Simultaneously with greater investment, there has been an effort to improve conditions for research workers. It was announced in 1996 that the existing three-year contracts for those employed by CSIC was to be extended to five years, with a possible renewal for a further five. Concern has nevertheless been expressed by the scientific community at the scale of the ‘brain drain’ of Spanish-trained researchers, and of the difficulty experienced by those trained abroad in finding employment when they return to Spain. Many of the most distinguished scientists produced in Spain this century have made their reputations abroad, most notably Severo Ochoa (1905-88), who won the Nobel Prize in 1959 for work in biology carried out in the US. High quality work is nevertheless being carried out in universities and research institutes in Spain, as evidenced by the award of the Prince of Asturias Prize in 1995 to Manuel Losada of the University of Seville for work on the photosynthesis of nitrogen, and of the National Research Prize to a geneticist, Antonio García Bellido, of the Centre for Molecular Biology, a joint body of the Autonomous University of Madrid and CSIC.

Despite this overall increase in investment and activity, questions were raised in 1996 about the commitment of the state to scientific development, in view of the fact that the PP government elected in March of that year had renamed the former Ministry of Education and Science the Ministry of Education and Culture. A group of leading scientists meeting at their annual summer school in El Escorial published a statement urging that science should continue to be a major government responsibility. Moreover, the objective set by the previous PSOE government to increase investment in scientific research to 1 percent of GDP by 1990 has not been met. As a proportion of GDP, spending on research and development has remained static at 0.9 percent, which is less than half the European average.

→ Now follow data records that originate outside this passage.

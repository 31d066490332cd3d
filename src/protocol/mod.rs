//! Wire protocol between the chat service and its clients.
//!
//! Two framings are supported:
//!
//! - **Legacy envelope** (`application/json`): a single JSON object
//!   `{"query": ..., "response": "...", "sources": [...]}` written
//!   progressively. Token text is spliced into the still-open `response`
//!   string, so the body is only valid JSON once the final `}` arrives.
//!   Clients recover a partial answer with a pattern match.
//! - **Framed events** (`application/x-ndjson`): one JSON event per line
//!   (`start`, `token`, `done`, `error`). Every line parses on its own.
//!
//! Servers pick the framing from the request's `Accept` header; clients pick a
//! matching [`EnvelopeDecoder`].

mod events;
mod legacy;

pub use events::{FramedDecoder, StreamEvent};
pub use legacy::{LegacyDecoder, LegacyEnvelope, SOURCES_SENTINEL};

use crate::config::ClientProtocol;
use crate::error::Result;

/// Media type of the legacy envelope.
pub const LEGACY_CONTENT_TYPE: &str = "application/json";

/// Media type of the framed event stream.
pub const EVENTS_CONTENT_TYPE: &str = "application/x-ndjson";

/// Best answer decoded so far from a response body.
#[derive(Debug, Clone, Default, PartialEq)]
pub struct Snapshot {
    /// Answer text, possibly partial.
    pub text: String,
    /// Source URLs, deduplicated, in received order. Empty until final.
    pub sources: Vec<String>,
    /// Whether the body has been fully and validly received.
    pub complete: bool,
    /// Failure reported by the server or detected while decoding.
    pub error: Option<String>,
}

/// Incremental decoder for a streamed response body.
///
/// Chunk boundaries carry no meaning: the decoder must give the same final
/// snapshot however the body is split.
pub trait EnvelopeDecoder: Send {
    /// Feed the next chunk of body bytes.
    fn push(&mut self, chunk: &[u8]) -> &Snapshot;

    /// Signal end of body and return the final snapshot.
    fn finish(&mut self) -> &Snapshot;

    /// Current snapshot.
    fn snapshot(&self) -> &Snapshot;
}

/// Response framing.
#[derive(Debug, Clone, Copy, PartialEq, Eq)]
pub enum WireFormat {
    /// Progressive JSON envelope.
    Legacy,
    /// Newline-delimited JSON events.
    Events,
}

impl WireFormat {
    /// Choose a framing from an `Accept` header value.
    ///
    /// Only an explicit request for `application/x-ndjson` selects events, so
    /// clients that predate the event framing keep receiving the envelope.
    pub fn from_accept(accept: Option<&str>) -> Self {
        let wants_events = accept.is_some_and(|value| {
            value
                .split(',')
                .filter_map(|part| part.split(';').next())
                .any(|media| media.trim().eq_ignore_ascii_case(EVENTS_CONTENT_TYPE))
        });

        if wants_events {
            WireFormat::Events
        } else {
            WireFormat::Legacy
        }
    }

    /// Content type of response bodies in this framing.
    pub fn content_type(&self) -> &'static str {
        match self {
            WireFormat::Legacy => LEGACY_CONTENT_TYPE,
            WireFormat::Events => EVENTS_CONTENT_TYPE,
        }
    }

    /// Fragment written before any token.
    pub fn open(&self, query: &str) -> Result<String> {
        match self {
            WireFormat::Legacy => Ok(legacy::open(query)),
            WireFormat::Events => StreamEvent::Start {
                query: query.to_string(),
            }
            .encode(),
        }
    }

    /// Fragment carrying one token.
    pub fn token(&self, text: &str) -> Result<String> {
        match self {
            WireFormat::Legacy => Ok(escape(text)),
            WireFormat::Events => StreamEvent::Token {
                text: text.to_string(),
            }
            .encode(),
        }
    }

    /// Fragment written after the last token.
    pub fn close(&self, sources: &[String]) -> Result<String> {
        match self {
            WireFormat::Legacy => Ok(legacy::close(sources)),
            WireFormat::Events => StreamEvent::Done {
                sources: sources.to_vec(),
            }
            .encode(),
        }
    }

    /// Fragment reporting a mid-stream failure.
    ///
    /// The legacy envelope has no way to carry one; its body is left truncated.
    pub fn failure(&self, message: &str) -> Result<Option<String>> {
        match self {
            WireFormat::Legacy => Ok(None),
            WireFormat::Events => StreamEvent::Error {
                message: message.to_string(),
            }
            .encode()
            .map(Some),
        }
    }

    /// A fresh decoder for bodies in this framing.
    pub fn decoder(&self) -> Box<dyn EnvelopeDecoder> {
        match self {
            WireFormat::Legacy => Box::new(LegacyDecoder::new()),
            WireFormat::Events => Box::new(FramedDecoder::new()),
        }
    }
}

impl From<ClientProtocol> for WireFormat {
    fn from(protocol: ClientProtocol) -> Self {
        match protocol {
            ClientProtocol::Events => WireFormat::Events,
            ClientProtocol::Legacy => WireFormat::Legacy,
        }
    }
}

/// Escape text for inclusion inside a JSON string literal.
///
/// Quotes and newlines become `\"` and `\n`; backslashes and the remaining
/// control characters are escaped too, so the envelope parses for any token.
pub fn escape(text: &str) -> String {
    let quoted = quote(text);
    quoted[1..quoted.len() - 1].to_string()
}

/// Quote and escape text as a JSON string.
pub fn quote(text: &str) -> String {
    serde_json::Value::String(text.to_string()).to_string()
}

/// Undo [`escape`] on the content of a possibly unfinished JSON string.
///
/// An escape sequence cut off by the end of input is dropped, since the rest
/// of it has not arrived yet. Unknown escapes are kept verbatim.
pub fn unescape(raw: &str) -> String {
    let mut out = String::with_capacity(raw.len());
    let bytes = raw.as_bytes();
    let mut i = 0;

    while let Some(offset) = raw[i..].find('\\') {
        let at = i + offset;
        out.push_str(&raw[i..at]);

        let Some(&kind) = bytes.get(at + 1) else {
            return out;
        };
        i = at + 2;

        match kind {
            b'"' => out.push('"'),
            b'\\' => out.push('\\'),
            b'/' => out.push('/'),
            b'n' => out.push('\n'),
            b'r' => out.push('\r'),
            b't' => out.push('\t'),
            b'b' => out.push('\u{08}'),
            b'f' => out.push('\u{0C}'),
            b'u' => {
                if raw.len() < i + 4 {
                    return out;
                }
                let Some(code) = hex4(raw, i) else {
                    out.push_str("\\u");
                    continue;
                };
                i += 4;

                if (0xD800..0xDC00).contains(&code) {
                    let rest = &raw[i..];
                    if rest.len() < 6 && (rest.is_empty() || rest.starts_with('\\')) {
                        return out;
                    }
                    match rest.strip_prefix("\\u").and_then(|_| hex4(raw, i + 2)) {
                        Some(low) if (0xDC00..0xE000).contains(&low) => {
                            let combined = 0x10000 + ((code - 0xD800) << 10) + (low - 0xDC00);
                            out.push(char::from_u32(combined).unwrap_or('\u{FFFD}'));
                            i += 6;
                        }
                        _ => out.push('\u{FFFD}'),
                    }
                } else {
                    out.push(char::from_u32(code).unwrap_or('\u{FFFD}'));
                }
            }
            _ => {
                // Keep the backslash; the next character is copied as-is.
                out.push('\\');
                i = at + 1;
            }
        }
    }

    out.push_str(&raw[i..]);
    out
}

fn hex4(raw: &str, at: usize) -> Option<u32> {
    let digits = raw.get(at..at + 4)?;
    if digits.bytes().all(|b| b.is_ascii_hexdigit()) {
        u32::from_str_radix(digits, 16).ok()
    } else {
        None
    }
}

/// Remove duplicate URLs, keeping first occurrences in order.
pub fn dedup_sources(sources: Vec<String>) -> Vec<String> {
    let mut seen = std::collections::HashSet::new();
    sources
        .into_iter()
        .filter(|source| seen.insert(source.clone()))
        .collect()
}

/// Longest valid UTF-8 prefix of a byte buffer.
///
/// A multi-byte character split across chunks stays out of view until its
/// remaining bytes arrive.
pub(crate) fn utf8_prefix(buffer: &[u8]) -> &str {
    match std::str::from_utf8(buffer) {
        Ok(text) => text,
        Err(e) => std::str::from_utf8(&buffer[..e.valid_up_to()]).unwrap_or_default(),
    }
}
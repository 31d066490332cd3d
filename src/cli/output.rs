//! CLI output formatting utilities.

use crate::client::{ChatTurn, Role};
use console::style;
use indicatif::{ProgressBar, ProgressStyle};

/// Output helper for CLI formatting.
pub struct Output;

impl Output {
    /// Print an info message.
    pub fn info(msg: &str) {
        println!("{} {}", style(">>").cyan().bold(), msg);
    }

    /// Print a success message.
    pub fn success(msg: &str) {
        println!("{} {}", style(">>").green().bold(), msg);
    }

    /// Print a warning message.
    pub fn warning(msg: &str) {
        eprintln!("{} {}", style(">>").yellow().bold(), msg);
    }

    /// Print an error message.
    pub fn error(msg: &str) {
        eprintln!("{} {}", style(">>").red().bold(), msg);
    }

    /// Print a header.
    pub fn header(msg: &str) {
        println!("\n{}", style(msg).bold().underlined());
    }

    /// Print a key-value pair.
    pub fn kv(key: &str, value: &str) {
        println!("  {}: {}", style(key).dim(), value);
    }

    /// Print a list item.
    pub fn list_item(msg: &str) {
        println!("  {} {}", style("*").cyan(), msg);
    }

    /// Print a list of source URLs under a header.
    pub fn sources(sources: &[String]) {
        if sources.is_empty() {
            return;
        }
        Output::header("Sources");
        for source in sources {
            Output::list_item(&style(source).underlined().to_string());
        }
    }

    /// Print one transcript turn.
    pub fn turn(turn: &ChatTurn) {
        let time = turn.timestamp.format("%H:%M:%S");
        let speaker = match turn.role {
            Role::User => style("You:").green().bold(),
            Role::Bot => style("docchat:").cyan().bold(),
        };
        println!("{} {} {}", style(time).dim(), speaker, content_preview(&turn.content, 200));
        if let Some(sources) = &turn.sources {
            for source in sources {
                println!("    {}", style(source).dim());
            }
        }
    }

    /// Create a progress bar.
    pub fn progress_bar(len: u64, msg: &str) -> ProgressBar {
        let pb = ProgressBar::new(len);
        pb.set_style(
            ProgressStyle::default_bar()
                .template("{spinner:.green} [{elapsed_precise}] [{bar:40.cyan/blue}] {pos}/{len} {msg}")
                .unwrap()
                .progress_chars("#>-"),
        );
        pb.set_message(msg.to_string());
        pb
    }

    /// Create a spinner.
    pub fn spinner(msg: &str) -> ProgressBar {
        let pb = ProgressBar::new_spinner();
        pb.set_style(
            ProgressStyle::default_spinner()
                .template("{spinner:.green} {msg}")
                .unwrap(),
        );
        pb.set_message(msg.to_string());
        pb.enable_steady_tick(std::time::Duration::from_millis(100));
        pb
    }
}

/// Truncate content with ellipsis, on a character boundary.
fn content_preview(content: &str, max_chars: usize) -> String {
    let content = content.replace('\n', " ");
    match content.char_indices().nth(max_chars) {
        Some((cut, _)) => format!("{}...", &content[..cut]),
        None => content,
    }
}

Scientific research in Spain has benefited considerably from involvement in European programmes, particularly the Fourth Research and Development Framework Programme scheduled for the period 1994-8. In 1994, Spain had an 8 percent share in programmes run by the European Centre for Nuclear Research (CERN), a 4 percent participation in the European Space Agency, and a 6 percent share in the European Science Foundation.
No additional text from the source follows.